**Work to complete**:
Copy, from the entries below, each line where the word "Single" can be found.

**Material for the task**:
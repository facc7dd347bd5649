//! Transport resolution from DSN strings
//!
//! Factories are consulted in registration order and the first one that
//! claims a DSN builds the transport. The default list is fixed and ends
//! with the catch-all null factory.
//!
//! Combined strings use a flat two-pass split: `" || "` (failover) is tried
//! first, then `" && "` (round-robin). Combinators cannot be nested in one
//! string; a failover segment containing `" && "` is rejected.

use super::{
    FailoverTransport, NullTransportFactory, RoundRobinTransport, Transport, TransportContext,
    TransportFactory, Transports,
};
use crate::bridges;
use crate::dsn::Dsn;
use crate::error::{NotifierError, Result};
use regex::Regex;
use std::sync::LazyLock;
use tracing::debug;

static FAILOVER_DELIMITER: LazyLock<Regex> =
    LazyLock::new(|| Regex::new(r"\s+\|\|\s+").expect("failover delimiter regex"));
static ROUND_ROBIN_DELIMITER: LazyLock<Regex> =
    LazyLock::new(|| Regex::new(r"\s+&&\s+").expect("round-robin delimiter regex"));

/// Shape of a DSN string once combinators are split off
#[derive(Debug, Clone, PartialEq, Eq)]
pub enum DsnLayout {
    Single(Dsn),
    Failover(Vec<Dsn>),
    RoundRobin(Vec<Dsn>),
}

impl DsnLayout {
    pub fn parse(raw: &str) -> Result<Self> {
        let raw = raw.trim();

        let segments: Vec<&str> = FAILOVER_DELIMITER.split(raw).collect();
        if segments.len() > 1 {
            if segments.iter().any(|s| ROUND_ROBIN_DELIMITER.is_match(s)) {
                return Err(NotifierError::malformed(
                    "\" && \" cannot be nested inside a \" || \" failover list",
                ));
            }
            return Ok(DsnLayout::Failover(parse_segments(&segments)?));
        }

        let segments: Vec<&str> = ROUND_ROBIN_DELIMITER.split(raw).collect();
        if segments.len() > 1 {
            return Ok(DsnLayout::RoundRobin(parse_segments(&segments)?));
        }

        Ok(DsnLayout::Single(Dsn::parse(raw)?))
    }

    pub fn dsns(&self) -> &[Dsn] {
        match self {
            DsnLayout::Single(dsn) => std::slice::from_ref(dsn),
            DsnLayout::Failover(dsns) | DsnLayout::RoundRobin(dsns) => dsns,
        }
    }
}

fn parse_segments(segments: &[&str]) -> Result<Vec<Dsn>> {
    segments.iter().map(|s| Dsn::parse(s)).collect()
}

/// Ordered factory registry
#[derive(Default)]
pub struct TransportResolver {
    factories: Vec<Box<dyn TransportFactory>>,
}

impl TransportResolver {
    pub fn new(factories: Vec<Box<dyn TransportFactory>>) -> Self {
        Self { factories }
    }

    /// Default bridges followed by the null factory
    pub fn with_defaults(context: TransportContext) -> Self {
        let mut resolver = Self::without_null(context.clone());
        resolver.register(Box::new(NullTransportFactory::new(context)));
        resolver
    }

    /// Default bridges only; unknown schemes fail with `UnsupportedScheme`
    pub fn without_null(context: TransportContext) -> Self {
        Self::new(bridges::default_factories(&context))
    }

    /// Append a factory; it has lower priority than every factory already registered
    pub fn register(&mut self, factory: Box<dyn TransportFactory>) -> &mut Self {
        self.factories.push(factory);
        self
    }

    /// Schemes of every registered factory, in priority order
    pub fn supported_schemes(&self) -> Vec<String> {
        self.factories
            .iter()
            .flat_map(|f| f.schemes().iter().map(|s| s.to_string()))
            .collect()
    }

    /// Resolve one parsed DSN with the first factory that claims it
    pub fn resolve(&self, dsn: &Dsn) -> Result<Box<dyn Transport>> {
        for (priority, factory) in self.factories.iter().enumerate() {
            if factory.supports(dsn) {
                debug!(
                    dsn = %dsn,
                    priority,
                    factory = %factory.schemes().join(","),
                    "Resolved transport factory"
                );
                return factory.create(dsn);
            }
        }

        Err(NotifierError::UnsupportedScheme {
            scheme: dsn.scheme().to_string(),
            supported: self.supported_schemes(),
        })
    }

    /// Resolve a DSN string, honouring `||` and `&&` combinators
    pub fn resolve_string(&self, raw: &str) -> Result<Box<dyn Transport>> {
        self.resolve_layout(&DsnLayout::parse(raw)?)
    }

    pub fn resolve_layout(&self, layout: &DsnLayout) -> Result<Box<dyn Transport>> {
        match layout {
            DsnLayout::Single(dsn) => self.resolve(dsn),
            DsnLayout::Failover(_) => Ok(Box::new(FailoverTransport::new(
                self.resolve_all(layout.dsns())?,
            )?)),
            DsnLayout::RoundRobin(_) => Ok(Box::new(RoundRobinTransport::new(
                self.resolve_all(layout.dsns())?,
            )?)),
        }
    }

    /// Resolve each named DSN string independently
    pub fn resolve_named<I, K, V>(&self, dsns: I) -> Result<Transports>
    where
        I: IntoIterator<Item = (K, V)>,
        K: Into<String>,
        V: AsRef<str>,
    {
        let mut transports = Transports::new();
        for (name, dsn) in dsns {
            let transport = self.resolve_string(dsn.as_ref())?;
            transports.insert(name, transport);
        }
        Ok(transports)
    }

    fn resolve_all(&self, dsns: &[Dsn]) -> Result<Vec<Box<dyn Transport>>> {
        dsns.iter().map(|dsn| self.resolve(dsn)).collect()
    }
}
//! 告警模块
//!
//! 提供跨周期的上下线差异追踪和告警消息渲染

pub mod message;
pub mod tracker;

// 重新导出主要类型
pub use message::AlertTemplate;
pub use tracker::DeltaTracker;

**Result of the task**:
    Single(Dsn),
        Ok(DsnLayout::Single(Dsn::parse(raw)?))
            DsnLayout::Single(dsn) => std::slice::from_ref(dsn),
            DsnLayout::Single(dsn) => self.resolve(dsn),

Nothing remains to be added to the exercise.